(Source data)

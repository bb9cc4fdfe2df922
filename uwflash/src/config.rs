//! Update session settings.
//!
//! A session takes a snapshot of [`UpdateSettings`] when it starts; changes
//! made by the caller afterwards do not affect it.

use {
    crate::{
        entry::EntryMethod,
        error::{Error, Result},
        protocol::fup::UNLOCK_KEY_SIZE,
    },
    std::path::PathBuf,
};

/// Baud rate the application firmware listens on.
pub const DEFAULT_APPLICATION_BAUD: u32 = 115200;

/// Baud rate the bootloader starts at.
pub const DEFAULT_BOOTLOADER_BAUD: u32 = 115200;

/// Everything a session needs to know.
#[derive(Debug, Clone, PartialEq, Eq)]
#[cfg_attr(feature = "serde", derive(serde::Serialize))]
pub struct UpdateSettings {
    /// Serial port of the module.
    pub port: String,
    /// Upgrade file.
    pub firmware: PathBuf,
    /// Baud rate of the application, used for `AT+FUP`.
    pub application_baud: u32,
    /// Baud rate of the bootloader before negotiation.
    pub bootloader_baud: u32,
    /// Highest baud rate to negotiate.
    pub max_baud: Option<u32>,
    /// Exact baud rate to negotiate; takes precedence over `max_baud`.
    pub exact_baud: Option<u32>,
    /// How the bootloader is entered.
    pub entry_method: EntryMethod,
    /// Treat every bootloader as a legacy one.
    pub disable_enhanced: bool,
    /// Pulse DTR/BREAK and wait for CTS before entering the bootloader.
    pub reboot_before: bool,
    /// DTR level held while rebooting before the update.
    pub reboot_dtr: bool,
    /// Reboot into the application when the update completes.
    pub reboot_after: bool,
    /// Ask the bootloader to verify written data.
    pub verify: bool,
    /// Validate the whole upgrade file before touching the module.
    pub validate: bool,
    /// Bootloader unlock key; empty or exactly 64 bytes.
    pub unlock_key: Vec<u8>,
    /// Bridge serial number to use for hardware entry.
    pub bridge_serial: Option<String>,
    /// Skip the confirmation before a hardware entry.
    pub skip_entry_confirmation: bool,
}

impl Default for UpdateSettings {
    fn default() -> Self {
        Self {
            port: String::new(),
            firmware: PathBuf::new(),
            application_baud: DEFAULT_APPLICATION_BAUD,
            bootloader_baud: DEFAULT_BOOTLOADER_BAUD,
            max_baud: None,
            exact_baud: None,
            entry_method: EntryMethod::default(),
            disable_enhanced: false,
            reboot_before: false,
            reboot_dtr: true,
            reboot_after: true,
            verify: true,
            validate: true,
            unlock_key: Vec::new(),
            bridge_serial: None,
            skip_entry_confirmation: false,
        }
    }
}

impl UpdateSettings {
    /// Settings for `firmware` on `port` with everything else defaulted.
    pub fn new(port: impl Into<String>, firmware: impl Into<PathBuf>) -> Self {
        Self {
            port: port.into(),
            firmware: firmware.into(),
            ..Self::default()
        }
    }

    /// Check values that do not need the module or the file.
    pub fn check(&self) -> Result<()> {
        if !self
            .unlock_key
            .is_empty()
            && self
                .unlock_key
                .len()
                != UNLOCK_KEY_SIZE
        {
            return Err(Error::UnlockKeyInvalidSize {
                len: self
                    .unlock_key
                    .len(),
            });
        }
        if self
            .port
            .is_empty()
        {
            return Err(Error::InvalidSetting("no serial port specified".to_string()));
        }
        for (name, baud) in [
            ("application", self.application_baud),
            ("bootloader", self.bootloader_baud),
        ] {
            if baud == 0 {
                return Err(Error::InvalidSetting(format!("{name} baud rate must not be 0")));
            }
        }
        Ok(())
    }

    /// Baud rate the port is first opened at.
    pub fn initial_baud(&self) -> u32 {
        if self
            .entry_method
            .uses_application_baud()
        {
            self.application_baud
        } else {
            self.bootloader_baud
        }
    }
}

/// Parse an unlock key given as 128 hex digits.
pub fn parse_unlock_key(hex: &str) -> Result<Vec<u8>> {
    let hex = hex.trim();
    if hex.len() % 2 != 0 {
        return Err(Error::UnlockKeyInvalidSize { len: hex.len() / 2 });
    }
    let key = (0..hex.len())
        .step_by(2)
        .map(|i| {
            hex.get(i..i + 2)
                .and_then(|pair| u8::from_str_radix(pair, 16).ok())
                .ok_or_else(|| Error::InvalidSetting(format!("unlock key is not hex at {i}")))
        })
        .collect::<Result<Vec<u8>>>()?;
    if key.len() != UNLOCK_KEY_SIZE {
        return Err(Error::UnlockKeyInvalidSize { len: key.len() });
    }
    Ok(key)
}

▸ **GOAL OF THE EXERCISE**
Start copying at the line that contains "pub fn check(&self)" and stop after the last line of the records, keeping every line exactly.

▸ **ANSWER**
    pub fn check(&self) -> Result<()> {
        if !self
            .unlock_key
            .is_empty()
            && self
                .unlock_key
                .len()
                != UNLOCK_KEY_SIZE
        {
            return Err(Error::UnlockKeyInvalidSize {
                len: self
                    .unlock_key
                    .len(),
            });
        }
        if self
            .port
            .is_empty()
        {
            return Err(Error::InvalidSetting("no serial port specified".to_string()));
        }
        for (name, baud) in [
            ("application", self.application_baud),
            ("bootloader", self.bootloader_baud),
        ] {
            if baud == 0 {
                return Err(Error::InvalidSetting(format!("{name} baud rate must not be 0")));
            }
        }
        Ok(())
    }

    /// Baud rate the port is first opened at.
    pub fn initial_baud(&self) -> u32 {
        if self
            .entry_method
            .uses_application_baud()
        {
            self.application_baud
        } else {
            self.bootloader_baud
        }
    }
}

/// Parse an unlock key given as 128 hex digits.
pub fn parse_unlock_key(hex: &str) -> Result<Vec<u8>> {
    let hex = hex.trim();
    if hex.len() % 2 != 0 {
        return Err(Error::UnlockKeyInvalidSize { len: hex.len() / 2 });
    }
    let key = (0..hex.len())
        .step_by(2)
        .map(|i| {
            hex.get(i..i + 2)
                .and_then(|pair| u8::from_str_radix(pair, 16).ok())
                .ok_or_else(|| Error::InvalidSetting(format!("unlock key is not hex at {i}")))
        })
        .collect::<Result<Vec<u8>>>()?;
    if key.len() != UNLOCK_KEY_SIZE {
        return Err(Error::UnlockKeyInvalidSize { len: key.len() });
    }
    Ok(key)
}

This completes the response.